UN Special Rapporteur offers sharp criticism of American temporary foreign worker programs
// Economic Policy Institute Blog
On December 19, one day after International Migrants' Day, Maria Grazia Giammarinaro, the United Nations Special Rapporteur on Trafficking in Persons, Especially Women and Children, issued a statement regarding her official visit to the United States to assess the country's state of affairs on human trafficking. During her trip, Giammarinaro met with government officials, diplomats, trafficking survivors, and representatives from civil society. While she praised the United States for developing "an impressive number of laws and initiatives which focus on the protection of victims," especially the Victims of Trafficking and Violence Protection Act and its subsequent reauthorizations, she offered up sharp and insightful criticisms of the nonimmigrant visa programs that temporarily authorize migrants to work in the United States:
The legal framework governing temporary visas for migrant workers, especially H-2A visa for temporary or seasonal agricultural work and H-2B visa for temporary or seasonal non-agricultural work visas, is of particular concern as it exposes applicants to the risk of exploitation, including human trafficking.
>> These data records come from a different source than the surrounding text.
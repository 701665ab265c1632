//! Gemini `generateContent` client implementing [`ReasoningService`].

use super::error::GeminiError;
use crate::config::FileReasoningConfig;
use async_trait::async_trait;
use aura_application::{GenerationRequest, ReasoningError, ReasoningService};
use serde::{Deserialize, Serialize};
use std::time::Duration;
use tracing::{debug, warn};

const API_KEY_HEADER: &str = "x-goog-api-key";

/// Gemini client configuration.
#[derive(Debug, Clone)]
pub struct GeminiConfig {
    /// API key for authentication.
    pub api_key: Option<String>,
    /// Environment variable the key was expected in (for error messages).
    pub api_key_env: String,
    /// Base endpoint URL.
    pub endpoint: String,
    /// Request timeout in seconds.
    pub timeout_secs: u64,
}

impl Default for GeminiConfig {
    fn default() -> Self {
        Self {
            api_key: None,
            api_key_env: "GOOGLE_API_KEY".to_string(),
            endpoint: crate::config::DEFAULT_GEMINI_ENDPOINT.to_string(),
            timeout_secs: 60,
        }
    }
}

impl GeminiConfig {
    /// Build from the `[reasoning]` section, resolving the API key.
    pub fn from_file(config: &FileReasoningConfig) -> Self {
        Self {
            api_key: config.resolve_api_key(),
            api_key_env: config.api_key_env.clone(),
            endpoint: config.base_url.clone(),
            timeout_secs: config.timeout_seconds,
        }
    }
}

/// Reasoning service backed by the Gemini REST API.
pub struct GeminiReasoningService {
    client: reqwest::Client,
    config: GeminiConfig,
}

impl GeminiReasoningService {
    pub fn new(config: GeminiConfig) -> Result<Self, GeminiError> {
        let client = reqwest::Client::builder()
            .timeout(Duration::from_secs(config.timeout_secs))
            .build()?;
        Ok(Self { client, config })
    }

    fn build_url(&self, model: &str) -> String {
        format!(
            "{}/models/{}:generateContent",
            self.config.endpoint.trim_end_matches('/'),
            model
        )
    }

    async fn call(&self, request: &GenerationRequest) -> Result<String, GeminiError> {
        let api_key = self
            .config
            .api_key
            .as_deref()
            .ok_or_else(|| GeminiError::MissingApiKey(self.config.api_key_env.clone()))?;

        let body = GeminiRequest {
            contents: vec![GeminiContent {
                role: "user".to_string(),
                parts: vec![GeminiPart {
                    text: request.prompt.clone(),
                }],
            }],
            generation_config: GeminiGenerationConfig {
                temperature: request.temperature,
                max_output_tokens: request.max_output_tokens,
            },
        };

        debug!(
            "Gemini generateContent: model={}, prompt={} chars",
            request.model,
            request.prompt.len()
        );

        let response = self
            .client
            .post(self.build_url(&request.model))
            .header(API_KEY_HEADER, api_key)
            .json(&body)
            .send()
            .await?;

        let status = response.status();
        let text = response.text().await?;

        if !status.is_success() {
            let message = serde_json::from_str::<GeminiResponse>(&text)
                .ok()
                .and_then(|r| r.error)
                .map(|e| e.message)
                .unwrap_or(text);
            return Err(GeminiError::Api {
                status: status.as_u16(),
                message,
            });
        }

        let parsed: GeminiResponse = serde_json::from_str(&text)?;
        extract_text(parsed)
    }
}

/// Concatenate every text part of the first candidate.
///
/// A candidate blocked by safety filters has no text parts; that yields an
/// empty string rather than an error.
fn extract_text(response: GeminiResponse) -> Result<String, GeminiError> {
    if let Some(error) = response.error {
        return Err(GeminiError::Api {
            status: error.code.unwrap_or(0),
            message: error.message,
        });
    }

    let candidate = response
        .candidates
        .and_then(|c| c.into_iter().next())
        .ok_or(GeminiError::NoCandidates)?;

    if let Some(reason) = &candidate.finish_reason
        && reason != "STOP"
    {
        warn!("Gemini candidate finished with {}", reason);
    }

    Ok(candidate
        .content
        .map(|c| c.parts.into_iter().filter_map(|p| p.text).collect::<String>())
        .unwrap_or_default())
}

#[async_trait]
impl ReasoningService for GeminiReasoningService {
    async fn generate(&self, request: &GenerationRequest) -> Result<String, ReasoningError> {
        self.call(request).await.map_err(ReasoningError::from)
    }

    fn provider_name(&self) -> &str {
        "gemini"
    }
}

// Gemini API request/response structures

#[derive(Debug, Serialize)]
struct GeminiRequest {
    contents: Vec<GeminiContent>,
    #[serde(rename = "generationConfig")]
    generation_config: GeminiGenerationConfig,
}

#[derive(Debug, Serialize)]
struct GeminiContent {
    role: String,
    parts: Vec<GeminiPart>,
}

#[derive(Debug, Serialize)]
struct GeminiPart {
    text: String,
}

#[derive(Debug, Serialize)]
#[serde(rename_all = "camelCase")]
struct GeminiGenerationConfig {
    temperature: f32,
    max_output_tokens: u32,
}

#[derive(Debug, Deserialize)]
struct GeminiResponse {
    candidates: Option<Vec<GeminiCandidate>>,
    error: Option<GeminiErrorDetail>,
}

#[derive(Debug, Deserialize)]
#[serde(rename_all = "camelCase")]
struct GeminiCandidate {
    content: Option<GeminiContentResponse>,
    finish_reason: Option<String>,
}

#[derive(Debug, Deserialize)]
struct GeminiContentResponse {
    #[serde(default)]
    parts: Vec<GeminiPartResponse>,
}

#[derive(Debug, Deserialize)]
struct GeminiPartResponse {
    text: Option<String>,
}

#[derive(Debug, Deserialize)]
struct GeminiErrorDetail {
    message: String,
    code: Option<u16>,
}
Workers holding these temporary visas are tied to a specific employer who can exercise extensive control over them. Employers often confiscate passports, withhold wages, terminate contracts arbitrarily and threaten employees with job loss and deportation. Some live in deplorable housing conditions, commute long distance and enjoy low benefits. This is a serious problem in itself, but it is exacerbated by the fact that concerned workers may fear that if they report abuses, they will be deported or denied future visa applications. This situation creates vulnerabilities to labour exploitation, such as unsafe working conditions and isolation, especially in rural areas where there are fewer service providers. In order to prevent further harm, it will be essential to amend the regulation governing these temporary visas, as well as to those of Exchange visitor (J-1) and domestic workers (G-5) visas, and make visa "portable" to allow workers to change abusive employers.